The code is written with SVE intrinsics, in a way that can be transferred directly [*] to HAL code: no fancy SVE features are used, other than runtime increments.

[*] Please notice that the SVE code uses vector conversion of integer to float types, whistle the original code uses the scalar conversion followed by vector constructions. The "build integer vector first and then convert to float" might be also used in the original code without breaking HAL compatibility, because HAL has vector conversions of integers to float.

Integer arithmetic should be preferred in algorithms if it is possible to avoid accuracy lost due to FP processing. All bit-exact processing is integer-based (EXACT / BE modes).

Some implementations use "working type" (WT) to define where such conversion happens (or not).

Integer arithmetic should be preferred in algorithms if it is possible to avoid accuracy lost due to FP processing. All bit-exact processing is integer-based (EXACT / BE modes).
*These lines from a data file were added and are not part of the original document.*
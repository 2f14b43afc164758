//! The document workflow state machine.
//!
//! ## States
//!
//! ```text
//!            upload / load                 select(id)                 scan
//!   Idle ─────────────────▶ Listing ───────────────────▶ Viewing ─────────────▶ Scanning
//!                             ▲  ▲ next/prev                │  ▲ toggle             │
//!                             │  └──────────┘               │  └──────┘             │
//!                             └──────── home ───────────────┘  ◀──── response ──────┘
//! ```
//!
//! ## Two-phase transitions
//!
//! Every transition that waits on a collaborator is split in two: a
//! `begin_*` call validates guards, records what the request is about and
//! returns a request token; the matching `finish_*` call takes that token
//! back together with the collaborator's result. The controller itself
//! never awaits, so it stays free to process other events (toggles,
//! navigation, another selection) while a request is out.
//!
//! Each token carries the identity of the context it was issued in. A
//! `finish_*` whose context has moved on (a newer listing request, a newer
//! document selection, a different active document) is discarded with
//! [`WorkflowError::StaleResponseDiscarded`] instead of being applied.
//! [`crate::session::WorkflowSession`] wires both halves to a
//! [`crate::service::DocumentService`].

use crate::config::{PageSelection, WorkflowConfig};
use crate::cursor::DocumentCursor;
use crate::error::{Direction, Operation, ServiceError, WorkflowError};
use crate::merge::{matched_pages, merge};
use crate::model::{
    DocumentId, ExtractedData, PageId, PaginationCursor, PdfDetail, ScanResponse, ScanSummary,
};
use crate::observer::Observer;
use crate::selection::PageSelectionSet;
use crate::service::UploadOutcome;
use crate::status::{StatusKind, StatusMessage, StatusSlot};
use serde::{Deserialize, Serialize};
use std::fmt;
use std::sync::Arc;
use tokio::sync::watch;
use tracing::{debug, info, warn};

/// Where the workflow currently is.
#[derive(Debug, Clone, Copy, PartialEq, Eq, Serialize, Deserialize)]
#[serde(rename_all = "lowercase")]
pub enum WorkflowState {
    /// Nothing loaded yet.
    Idle,
    /// Showing the paginated document list.
    Listing,
    /// A document is active and no scan is running.
    Viewing,
    /// A scan request for the active document is in flight.
    Scanning,
}

impl fmt::Display for WorkflowState {
    fn fmt(&self, f: &mut fmt::Formatter<'_>) -> fmt::Result {
        let name = match self {
            WorkflowState::Idle => "idle",
            WorkflowState::Listing => "listing",
            WorkflowState::Viewing => "viewing",
            WorkflowState::Scanning => "scanning",
        };
        f.write_str(name)
    }
}

/// Read-only view of the controller published after every change.
#[derive(Debug, Clone, PartialEq, Serialize)]
pub struct WorkflowSnapshot {
    pub state: WorkflowState,
    pub active_document: Option<Arc<PdfDetail>>,
    /// Selected page ids, ascending.
    pub selection: Vec<PageId>,
    pub cursor: Arc<PaginationCursor>,
    pub status: Option<StatusMessage>,
    pub last_scan: Option<ScanSummary>,
    /// The "Home" control may be used.
    pub home_enabled: bool,
    /// The "PDF" viewer control may be used.
    pub viewer_enabled: bool,
}

// ── Request tokens ───────────────────────────────────────────────────────

/// An in-flight upload or document-list request.
#[derive(Debug, Clone)]
pub struct ListingRequest {
    epoch: u64,
    operation: Operation,
}

impl ListingRequest {
    pub fn operation(&self) -> Operation {
        self.operation
    }
}

/// An in-flight listing page move.
#[derive(Debug, Clone)]
pub struct PageRequest {
    epoch: u64,
    direction: Direction,
    token: String,
}

impl PageRequest {
    pub fn direction(&self) -> Direction {
        self.direction
    }

    /// The cursor token to fetch.
    pub fn token(&self) -> &str {
        &self.token
    }
}

/// An in-flight document detail fetch.
#[derive(Debug, Clone)]
pub struct DetailRequest {
    epoch: u64,
    document: DocumentId,
}

impl DetailRequest {
    pub fn document(&self) -> DocumentId {
        self.document
    }
}

/// An in-flight scan, with the page ids captured when it was issued.
#[derive(Debug, Clone)]
pub struct ScanTicket {
    id: u64,
    document: DocumentId,
    activation: u64,
    page_ids: Arc<[PageId]>,
}

impl ScanTicket {
    pub fn document(&self) -> DocumentId {
        self.document
    }

    /// The request payload. Fixed at issue time.
    pub fn page_ids(&self) -> &[PageId] {
        &self.page_ids
    }
}

#[derive(Debug, Clone, Copy)]
struct PendingScan {
    ticket: u64,
    document: DocumentId,
}

// ── Controller ───────────────────────────────────────────────────────────

/// Owns all workflow state: listing, active document, selection, pending
/// scan and status slot. Mutated only through the operations below.
pub struct WorkflowController {
    state: WorkflowState,
    cursor: DocumentCursor,
    selection: PageSelectionSet,
    active: Option<Arc<PdfDetail>>,
    /// Bumped whenever the active document is replaced or cleared.
    activation: u64,
    listing_epoch: u64,
    detail_epoch: u64,
    next_ticket: u64,
    pending_scan: Option<PendingScan>,
    status: StatusSlot,
    last_scan: Option<ScanSummary>,
    observer: Option<Observer>,
    snapshots: watch::Sender<WorkflowSnapshot>,
}

impl fmt::Debug for WorkflowController {
    fn fmt(&self, f: &mut fmt::Formatter<'_>) -> fmt::Result {
        f.debug_struct("WorkflowController")
            .field("state", &self.state)
            .field("active", &self.active.as_ref().map(|d| d.id))
            .field("selection", &self.selection)
            .field("listing_items", &self.cursor.current().items.len())
            .field("pending_scan", &self.pending_scan)
            .field("status", &self.status.current())
            .finish()
    }
}

impl Default for WorkflowController {
    fn default() -> Self {
        Self::new(&WorkflowConfig::default())
    }
}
I don't think there is any issue in loss of precision here? The original code does:

1. convert four u16 into s32, one by one
2. convert the four s32 into f32
3. build a vector of four lanes of f32
4. do some math on the f32x4 vectors

What we do in the SVE version is:

1. build a vector of u16
2. widen such vector to a vector of s32
3. convert the s32 vector into an f32 vector
4. Do some math on the f32 vector.

The operations at 1.2.3. are the same in both cases, and the ordering of the FP operation on the f32 vectors in 4. is the same for both cases (unless I am missing something).
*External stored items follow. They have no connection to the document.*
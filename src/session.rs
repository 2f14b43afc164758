//! Async driver that connects a [`WorkflowController`] to a [`DocumentService`].
//!
//! Each operation runs in three steps: lock the controller and `begin_*`,
//! release the lock and await the service, lock again and `finish_*`. The
//! lock is never held across an `.await`, so toggles, navigation and other
//! selections proceed while a scan or fetch is out. Responses that come back
//! after their context has moved on are rejected by the controller's
//! identity checks and surface as
//! [`WorkflowError::StaleResponseDiscarded`].
//!
//! Success and warning statuses clear themselves after
//! [`WorkflowConfig::status_dismiss_delay`]; errors stay until dismissed.

use crate::config::{PageSelection, WorkflowConfig};
use crate::controller::{WorkflowController, WorkflowSnapshot};
use crate::error::{Direction, ServiceError, WorkflowError};
use crate::model::{DocumentId, ExtractedData, PageId, PaginationCursor, PdfDetail, ScanSummary};
use crate::service::http::HttpDocumentService;
use crate::service::upload::prepare_uploads;
use crate::service::{DocumentService, UploadOutcome};
use std::future::Future;
use std::path::PathBuf;
use std::sync::{Arc, Weak};
use std::time::Duration;
use tokio::sync::{watch, Mutex};
use tokio_stream::wrappers::WatchStream;
use tracing::{debug, info};

/// A shareable handle to one workflow. Cloning is cheap; clones drive the
/// same controller.
#[derive(Clone)]
pub struct WorkflowSession {
    inner: Arc<Inner>,
}

struct Inner {
    controller: Mutex<WorkflowController>,
    service: Arc<dyn DocumentService>,
    config: WorkflowConfig,
}

impl std::fmt::Debug for WorkflowSession {
    fn fmt(&self, f: &mut std::fmt::Formatter<'_>) -> std::fmt::Result {
        f.debug_struct("WorkflowSession")
            .field("config", &self.inner.config)
            .finish_non_exhaustive()
    }
}

impl WorkflowSession {
    /// Create a session over any [`DocumentService`].
    pub fn new(config: WorkflowConfig, service: Arc<dyn DocumentService>) -> Self {
        Self {
            inner: Arc::new(Inner {
                controller: Mutex::new(WorkflowController::new(&config)),
                service,
                config,
            }),
        }
    }

    /// Create a session talking to the REST backend at `config.api_base_url`.
    pub fn connect(config: WorkflowConfig) -> Result<Self, WorkflowError> {
        let service = HttpDocumentService::new(&config)
            .map_err(|e| WorkflowError::InvalidConfig(e.to_string()))?;
        info!("Workflow session connected to {}", config.api_base_url);
        Ok(Self::new(config, Arc::new(service)))
    }

    pub fn config(&self) -> &WorkflowConfig {
        &self.inner.config
    }

    // ── Listing ──────────────────────────────────────────────────────────

    /// Upload local PDFs and show the accepted ones as the listing.
    ///
    /// Files that are missing or not PDFs are rejected locally and reported
    /// alongside the backend's rejections.
    pub async fn upload(&self, paths: &[PathBuf]) -> Result<UploadOutcome, WorkflowError> {
        let request = self.apply(|c| c.begin_upload()).await?;

        let (files, local_rejections) = prepare_uploads(paths).await;
        let result = if files.is_empty() {
            debug!("No valid files left to upload");
            Ok(UploadOutcome::default())
        } else {
            let timeout = self.inner.config.request_timeout();
            with_timeout(timeout, self.inner.service.upload_files(files)).await
        };
        let result = result.map(|outcome| outcome.with_local_rejections(local_rejections));

        self.apply(|c| c.finish_upload(request, result)).await
    }

    /// Fetch the first page of the document listing.
    pub async fn load_documents(&self) -> Result<Arc<PaginationCursor>, WorkflowError> {
        let request = self.apply(|c| c.begin_load()).await?;

        let query = self.inner.config.list_query();
        let result = with_timeout(
            self.inner.config.request_timeout(),
            self.inner.service.fetch_documents(&query),
        )
        .await;

        self.apply(|c| -> Result<_, WorkflowError> {
            c.finish_load(request, result)?;
            Ok(Arc::clone(c.cursor()))
        })
        .await
    }

    pub async fn next_page(&self) -> Result<Arc<PaginationCursor>, WorkflowError> {
        self.paginate(Direction::Next).await
    }

    pub async fn prev_page(&self) -> Result<Arc<PaginationCursor>, WorkflowError> {
        self.paginate(Direction::Previous).await
    }

    async fn paginate(&self, direction: Direction) -> Result<Arc<PaginationCursor>, WorkflowError> {
        let request = self.apply(|c| c.begin_page(direction)).await?;

        let result = with_timeout(
            self.inner.config.request_timeout(),
            self.inner.service.fetch_page(request.token()),
        )
        .await;

        self.apply(|c| -> Result<_, WorkflowError> {
            c.finish_page(request, result)?;
            Ok(Arc::clone(c.cursor()))
        })
        .await
    }

    /// Return to the listing. `false` when the list is empty or a scan is running.
    pub async fn navigate_home(&self) -> bool {
        self.apply(|c| c.navigate_home()).await
    }

    // ── Document ─────────────────────────────────────────────────────────

    /// Load document `id` and make it active with an empty selection.
    pub async fn select_document(&self, id: DocumentId) -> Result<Arc<PdfDetail>, WorkflowError> {
        let request = self.apply(|c| c.begin_select(id)).await?;

        let result = with_timeout(
            self.inner.config.request_timeout(),
            self.inner.service.fetch_document_detail(id),
        )
        .await;

        self.apply(|c| c.finish_select(request, result)).await
    }

    pub async fn toggle_page(&self, page: PageId) -> Result<bool, WorkflowError> {
        self.apply(|c| c.toggle_page(page)).await
    }

    /// Replace the selection by page number. Returns how many pages are selected.
    pub async fn select_pages(&self, pages: &PageSelection) -> Result<usize, WorkflowError> {
        self.apply(|c| c.select_pages(pages)).await
    }

    /// Scan the selected pages of the active document and merge the results.
    pub async fn scan(&self) -> Result<ScanSummary, WorkflowError> {
        let ticket = self.apply(|c| c.begin_scan()).await?;

        let result = with_timeout(
            self.inner.config.scan_timeout(),
            self.inner.service.submit_scan(ticket.page_ids()),
        )
        .await;

        self.apply(|c| c.finish_scan(ticket, result)).await
    }

    /// Replace the extracted data of one page of the active document.
    pub async fn edit_page(
        &self,
        page: PageId,
        data: ExtractedData,
    ) -> Result<Arc<PdfDetail>, WorkflowError> {
        self.apply(|c| c.edit_page(page, data)).await
    }

    // ── Status and observation ───────────────────────────────────────────

    pub async fn dismiss_status(&self) -> bool {
        self.inner.controller.lock().await.dismiss_status()
    }

    pub async fn snapshot(&self) -> WorkflowSnapshot {
        self.inner.controller.lock().await.snapshot()
    }

    pub async fn subscribe(&self) -> watch::Receiver<WorkflowSnapshot> {
        self.inner.controller.lock().await.subscribe()
    }

    /// Snapshots as a stream, starting with the current one.
    pub async fn snapshots(&self) -> WatchStream<WorkflowSnapshot> {
        WatchStream::new(self.subscribe().await)
    }

    // ── Internals ────────────────────────────────────────────────────────

    /// Run `f` under the controller lock and arm the dismiss timer for any
    /// status it raised.
    async fn apply<T>(&self, f: impl FnOnce(&mut WorkflowController) -> T) -> T {
        let mut controller = self.inner.controller.lock().await;
        let before = controller.status().map(|s| s.id);
        let out = f(&mut controller);
        let raised = controller
            .status()
            .filter(|s| Some(s.id) != before && s.kind.auto_dismisses())
            .map(|s| s.id);
        drop(controller);

        if let Some(id) = raised {
            self.schedule_dismiss(id);
        }
        out
    }

    fn schedule_dismiss(&self, id: u64) {
        let delay = self.inner.config.status_dismiss_delay();
        let inner: Weak<Inner> = Arc::downgrade(&self.inner);
        tokio::spawn(async move {
            tokio::time::sleep(delay).await;
            if let Some(inner) = inner.upgrade() {
                if inner.controller.lock().await.expire_status(id) {
                    debug!("Status {} dismissed", id);
                }
            }
        });
    }
}

/// Bound a service call by `limit`, mapping expiry to [`ServiceError::Timeout`].
async fn with_timeout<T>(
    limit: Duration,
    fut: impl Future<Output = Result<T, ServiceError>>,
) -> Result<T, ServiceError> {
    match tokio::time::timeout(limit, fut).await {
        Ok(result) => result,
        Err(_) => Err(ServiceError::Timeout {
            secs: limit.as_secs(),
        }),
    }
}

#[cfg(test)]
mod tests {
    use super::*;
    use crate::model::{FileSummary, PageDetail, ScanResponse};
    use crate::service::{ListQuery, UploadFile};
    use crate::status::StatusKind;
    use async_trait::async_trait;

    /// Serves one document with two pages; scans never return.
    struct Slow;

    #[async_trait]
    impl DocumentService for Slow {
        async fn upload_files(&self, _: Vec<UploadFile>) -> Result<UploadOutcome, ServiceError> {
            Ok(UploadOutcome::default())
        }
        async fn fetch_documents(&self, _: &ListQuery) -> Result<PaginationCursor, ServiceError> {
            Ok(PaginationCursor::from_items(vec![FileSummary {
                id: DocumentId(1),
                name: "a.pdf".into(),
                page_count: 2,
                scanned: false,
            }]))
        }
        async fn fetch_document_detail(&self, id: DocumentId) -> Result<PdfDetail, ServiceError> {
            Ok(PdfDetail {
                id,
                name: "a.pdf".into(),
                pages: (1..=2)
                    .map(|n| PageDetail {
                        id: PageId(n),
                        page_number: n as usize,
                        thumbnail_ref: None,
                        high_res_ref: None,
                        scanned: false,
                        extracted_data: None,
                    })
                    .collect(),
            })
        }
        async fn submit_scan(&self, _: &[PageId]) -> Result<ScanResponse, ServiceError> {
            std::future::pending().await
        }
        async fn fetch_page(&self, _: &str) -> Result<PaginationCursor, ServiceError> {
            Err(ServiceError::Transport("offline".into()))
        }
    }

    fn session() -> WorkflowSession {
        let config = WorkflowConfig::builder()
            .scan_timeout_secs(5)
            .status_dismiss_ms(1000)
            .build()
            .unwrap();
        WorkflowSession::new(config, Arc::new(Slow))
    }

    #[tokio::test(start_paused = true)]
    async fn scan_times_out() {
        let s = session();
        s.load_documents().await.unwrap();
        s.select_document(DocumentId(1)).await.unwrap();
        s.toggle_page(PageId(1)).await.unwrap();

        let err = s.scan().await.unwrap_err();
        assert!(matches!(err, WorkflowError::Scan { .. }));
        assert!(err.to_string().contains("timed out"));

        let snap = s.snapshot().await;
        assert_eq!(snap.state, crate::controller::WorkflowState::Viewing);
        assert_eq!(snap.status.unwrap().kind, StatusKind::Error);
    }

    #[tokio::test(start_paused = true)]
    async fn success_status_expires() {
        let s = session();
        s.load_documents().await.unwrap();
        assert_eq!(
            s.snapshot().await.status.unwrap().kind,
            StatusKind::Success
        );

        tokio::time::sleep(Duration::from_millis(1100)).await;
        assert!(s.snapshot().await.status.is_none());
    }

    #[tokio::test]
    async fn upload_with_no_valid_files_skips_backend() {
        let s = session();
        let dir = tempfile::tempdir().unwrap();
        let txt = dir.path().join("notes.txt");
        std::fs::write(&txt, b"hello").unwrap();

        let err = s.upload(&[txt]).await.unwrap_err();
        assert!(err.to_string().contains("notes.txt: not a PDF file"));
        assert_eq!(s.snapshot().await.state, crate::controller::WorkflowState::Idle);
    }
}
My assessment here is that there is no accuracy loss? Or have I missed something?

Main point about integer/floating point computations that we should not change them between SIMD backends (keep existing processing).
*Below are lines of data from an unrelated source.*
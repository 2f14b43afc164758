//! External collaborators the workflow core depends on.
//!
//! The controller never talks to the network itself. Everything that
//! suspends (uploading, listing, loading a document, scanning) goes
//! through [`DocumentService`], so the core can be driven against the real
//! backend ([`http::HttpDocumentService`]) or an in-memory stub in tests.
//!
//! 1. [`upload`] — read and validate local PDFs before they are sent
//! 2. [`http`]   — the REST backend implementation

pub mod http;
pub mod upload;

use crate::error::ServiceError;
use crate::model::{DocumentId, FileSummary, PageId, PaginationCursor, PdfDetail, ScanResponse};
use async_trait::async_trait;
use serde::{Deserialize, Serialize};

/// Parameters of a document listing request.
#[derive(Debug, Clone, PartialEq, Eq, Serialize, Deserialize)]
pub struct ListQuery {
    pub page_size: usize,
    /// `Some(b)` restricts the listing to documents whose `scanned` flag is `b`.
    pub scanned: Option<bool>,
}

/// A local PDF ready to be uploaded.
#[derive(Debug, Clone, PartialEq, Eq)]
pub struct UploadFile {
    /// File name sent to the backend.
    pub name: String,
    pub bytes: Vec<u8>,
}

/// A file the upload did not accept.
#[derive(Debug, Clone, PartialEq, Eq, Serialize, Deserialize)]
pub struct UploadRejection {
    pub name: String,
    pub reason: String,
}

/// Result of an upload batch. Partial success is a normal outcome, not an error.
#[derive(Debug, Clone, Default, PartialEq, Serialize, Deserialize)]
pub struct UploadOutcome {
    pub accepted: Vec<FileSummary>,
    pub rejected: Vec<UploadRejection>,
}

impl UploadOutcome {
    /// Append rejections found before the batch reached the backend.
    pub fn with_local_rejections(mut self, mut rejected: Vec<UploadRejection>) -> Self {
        rejected.append(&mut self.rejected);
        self.rejected = rejected;
        self
    }
}

/// The backend operations the workflow suspends on.
///
/// Implementations must be `Send + Sync`; a session shares one service
/// between all of its in-flight operations.
#[async_trait]
pub trait DocumentService: Send + Sync {
    /// Upload a batch of PDFs and report which were accepted.
    async fn upload_files(&self, files: Vec<UploadFile>) -> Result<UploadOutcome, ServiceError>;

    /// Fetch the first page of the document listing.
    async fn fetch_documents(&self, query: &ListQuery) -> Result<PaginationCursor, ServiceError>;

    /// Fetch the full detail of one document.
    async fn fetch_document_detail(&self, id: DocumentId) -> Result<PdfDetail, ServiceError>;

    /// Run the extraction service over `page_ids`.
    async fn submit_scan(&self, page_ids: &[PageId]) -> Result<ScanResponse, ServiceError>;

    /// Fetch the listing page a cursor token points to.
    async fn fetch_page(&self, token: &str) -> Result<PaginationCursor, ServiceError>;
}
Oh - I see. For the sake of writing a 100% compatible version, we would need to add LUT constructors to the SIMD types so that we can do the scalar u16->f32 conversion before creating the FP vector.

I could do that, but given that this code is not supposed to be merged into the main branch, I don't see a point in doing it?

Thank you! This part with straightforward loops look good.

It makes sense to take a look on code with several CV_SIMD_WIDTH checks (to handle interleaved data):

https://github.com/opencv/opencv/blob/4.5.3/modules/imgproc/src/resize.cpp#L2669

We need to understand how to deal with them.

Hi @alalek - I have looked into https://github.com/opencv/opencv/blob/4.5.3/modules/imgproc/src/resize.cpp#L2669.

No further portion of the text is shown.